Good read after seeing Waiting for Superman

If you have seen the documentary Waiting for Superman and liked it, this is a great followup, featuring one of the people from the movie, Michelle Rhee, who was in charge of the DC Public School system.
The book is a bit more of a biography as her life relates to public education. There is the life of her Korean parents, her upbringing, her college years, working in the Baltimore schools, and then the meat of the book, her role as Chancellor of DCPS. What you get is her point of view, and not an attempt at an unbiased/biased analysis of education reform. You get her views and impression of then Mayor Adrian Fenty and union head Randi Weingarten. You also get her passion for wanting better for inner city kids. The passion and desire come through clearly with the narration.
I am a resident of DC and have lived in the District since the Mayor Williams years. I was very aware of the many challenges Rhee faced.
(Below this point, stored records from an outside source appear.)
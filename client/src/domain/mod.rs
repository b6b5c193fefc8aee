//! Domain primitives mirrored from the status page API.
//!
//! Purpose: define strongly typed records for the session, the identities it
//! carries, and the service/incident data shown on the dashboard and public
//! status view. Nothing in here performs I/O; adapters reach the outside world
//! through the traits in [`ports`].
//!
//! Public surface:
//! - Session (alias to `session::Session`): who is logged in, and for which
//!   organization.
//! - ClientError (alias to `error::ClientError`): tagged failure union every
//!   operation returns.
//! - Service / Incident: dashboard records plus their validated forms.

pub mod auth;
pub mod dashboard;
pub mod error;
pub mod identity;
pub mod incident;
pub mod notice;
pub mod ports;
pub mod service;
pub mod session;
pub mod status_snapshot;
pub mod timestamp;
pub(crate) mod wire;

pub use self::auth::{
    LoginCredentials, LoginValidationError, RegistrationForm, RegistrationMode,
    RegistrationModeKind, RegistrationRequest, RegistrationValidationError,
};
pub use self::dashboard::{DashboardSummary, overall_status};
pub use self::error::{
    ApiError, ClientError, REQUEST_FAILED_MESSAGE, UNREACHABLE_SERVER_MESSAGE, ValidationError,
};
pub use self::identity::{BearerToken, EntityId, Organization, TokenValidationError, User};
pub use self::incident::{
    Incident, IncidentForm, IncidentKind, IncidentNote, IncidentStatus, IncidentUpdate,
    IncidentValidationError, NewIncident, partition_incidents,
};
pub use self::notice::{Notice, NoticeLevel};
pub use self::service::{NewService, Service, ServiceForm, ServiceStatus, ServiceValidationError};
pub use self::session::{PersistedSession, RouteArea, RouteDecision, Session, SessionPhase};
pub use self::status_snapshot::{
    PublicOrganization, StatusSnapshot, TimelineEntry, TimelineKind, initial_organization,
};
pub use self::timestamp::Timestamp;

/// Convenient client result alias.
///
/// # Examples
/// ```
/// use status_client::domain::{ClientResult, ClientError, ApiError};
///
/// fn lookup() -> ClientResult<()> {
///     Err(ClientError::Api(ApiError::new("Not found", Some(404))))
/// }
/// assert!(lookup().is_err());
/// ```
pub type ClientResult<T> = Result<T, ClientError>;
Parts about the sheer amount of waste she found made me very angry, because I know there are parts of DC government that are still that way. I am also very aware that this is just her point of view and she leaves out voices that are not hers, which is understandable. She tries to be inclusive, like with an example of why people wanted to keep a school open for reasons that had more to do with community spirit and nothing to do with education.
I finished the book feeling a sense of gratitude to Mayor Fenty and the changes that he made. I also left with a feeling that too many inner city and poor kids are getting screwed for no good reason and it is up to parents and regular citizens to change things.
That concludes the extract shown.